Criteria – In-Person. To qualify for inclusion in the survey, a school must (a) offer full-time, in-person instruction of 40 or more hours of classroom time per week, (b) not be administered by an accredited college or university, (c) provide coding-specific curriculum with a focus on Full-Stack Web Development, Mobile Development, or Front-End Web Development (a separate report will be released for schools specializing in product development, data science, design, marketing, or security), and (d) have campuses in the United States or Canada. Many schools offer courses at multiple campuses across a wide range of curriculums. Respondents were asked to only report on courses meeting the above criteria (full-time, in-person, non-accredited, programming-specific, United States/Canada).
Criteria – Online.
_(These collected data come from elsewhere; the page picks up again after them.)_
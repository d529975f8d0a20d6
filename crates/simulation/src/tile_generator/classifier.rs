//! Neighbour mask to floor type.
//!
//! The branch order matters: several masks satisfy more than one rule and the
//! first match decides which seam gets drawn.

use crate::grid::TileSides;

use super::types::FloorType;

/// Picks the floor variant for a cell whose same-group neighbours are `sides`.
pub fn floor_type_for_sides(sides: TileSides) -> FloorType {
    let orth = sides & TileSides::ORTHOGONAL;
    let has = |s: TileSides| sides.contains(s);

    if orth.is_empty() {
        return FloorType::IsolatedTile;
    }

    // Exactly one orthogonal neighbour: the path ends on the opposite side.
    if orth == TileSides::TOP {
        return FloorType::DeadendBottom;
    }
    if orth == TileSides::LEFT {
        return FloorType::DeadendRight;
    }
    if orth == TileSides::BOTTOM {
        return FloorType::DeadendTop;
    }
    if orth == TileSides::RIGHT {
        return FloorType::DeadendLeft;
    }

    if sides == TileSides::ORTHOGONAL {
        return FloorType::CornerAll;
    }

    let left = has(TileSides::LEFT);
    let top = has(TileSides::TOP);
    let right = has(TileSides::RIGHT);
    let bottom = has(TileSides::BOTTOM);
    let tl = has(TileSides::TOP_LEFT);
    let tr = has(TileSides::TOP_RIGHT);
    let bl = has(TileSides::BOTTOM_LEFT);
    let br = has(TileSides::BOTTOM_RIGHT);

    if top && bottom {
        if !left {
            if !right {
                return FloorType::VertLane;
            }
            return match (tr, br) {
                (false, false) => FloorType::VertCrossRight,
                (false, true) => FloorType::EdgeLeftCornerTopRight,
                (true, false) => FloorType::EdgeLeftCornerBottomRight,
                (true, true) => FloorType::EdgeLeft,
            };
        }
        if !right {
            return match (tl, bl) {
                (false, false) => FloorType::VertCrossLeft,
                (false, true) => FloorType::EdgeRightCornerTopLeft,
                (true, false) => FloorType::EdgeRightCornerBottomLeft,
                (true, true) => FloorType::EdgeRight,
            };
        }
        return match (tl, tr, bl, br) {
            (false, false, false, false) => FloorType::CornerAll,
            (false, false, false, true) => FloorType::CornerExceptBottomRight,
            (false, false, true, false) => FloorType::CornerExceptBottomLeft,
            (false, false, true, true) => FloorType::CornerBothTop,
            (false, true, false, false) => FloorType::CornerExceptTopRight,
            (false, true, false, true) => FloorType::CornerBothLeft,
            (false, true, true, false) => FloorType::CornerTopLeftBottomRight,
            (false, true, true, true) => FloorType::OnlyCornerTopLeft,
            (true, false, false, false) => FloorType::CornerExceptTopLeft,
            (true, false, false, true) => FloorType::CornerTopRightBottomLeft,
            (true, false, true, false) => FloorType::CornerBothRight,
            (true, false, true, true) => FloorType::OnlyCornerTopRight,
            (true, true, false, false) => FloorType::CornerBothBottom,
            (true, true, false, true) => FloorType::OnlyCornerBottomLeft,
            (true, true, true, false) => FloorType::OnlyCornerBottomRight,
            (true, true, true, true) => FloorType::FullTile,
        };
    }

    if left && right {
        if !top {
            if !bottom {
                return FloorType::HorzLane;
            }
            return match (bl, br) {
                (false, false) => FloorType::HorzCrossBottom,
                (false, true) => FloorType::EdgeTopCornerBottomLeft,
                (true, false) => FloorType::EdgeTopCornerBottomRight,
                (true, true) => FloorType::EdgeTop,
            };
        }
        return match (tl, tr) {
            (false, false) => FloorType::HorzCrossTop,
            (false, true) => FloorType::EdgeBottomCornerTopLeft,
            (true, false) => FloorType::EdgeBottomCornerTopRight,
            (true, true) => FloorType::EdgeBottom,
        };
    }

    // Two adjacent orthogonal neighbours.
    if !left {
        if !top {
            return if br {
                FloorType::EdgeTopLeft
            } else {
                FloorType::TurnBottomRight
            };
        }
        return if tr {
            FloorType::EdgeBottomLeft
        } else {
            FloorType::TurnTopRight
        };
    }
    if !top {
        return if bl {
            FloorType::EdgeTopRight
        } else {
            FloorType::TurnBottomLeft
        };
    }
    if tl {
        FloorType::EdgeBottomRight
    } else {
        FloorType::TurnTopLeft
    }
}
To qualify for inclusion in the survey, a school must (a) offer full-time, synchronous, online instruction of 40 or more hours of classroom time per week, (b) not be administered by an accredited college or university, (c) provide coding-specific curriculum with a focus on Full-Stack Web Development, Mobile Development, or Front-End Web Development and (d) be instructor-led.
2020 Forecast. All participants reported the number of students who graduated in 2020. All participants also provided estimates of their expected, 2020 graduate total.
Course Analysis. In addition to survey responses, we utilized the Course Report database of individual courses to analyze all courses (used in Table 5 and Chart 1) from the 97 qualifying schools. To qualify for our sample, the course needed to meet all of the above criteria and have a start date in 2020.
About Course Report. Course Report, founded in 2013 by Liz Eggleston and Adam Lovallo, operates https://www.coursereport.com/, which helps potential students find and research coding bootcamp programs. Course Report offers a directory of schools, course schedules, reviews and interviews with teachers, founders, students, and alumni.
Liz is the cofounder of Course Report, the most complete resource for students researching coding bootcamps. Her research has been cited in The New York Times, Wall Street Journal, TechCrunch, and more. She loves breakfast tacos and spending time getting to know bootcamp alumni and founders all over the world. Check out Liz & Course Report on Twitter, Quora, and YouTube!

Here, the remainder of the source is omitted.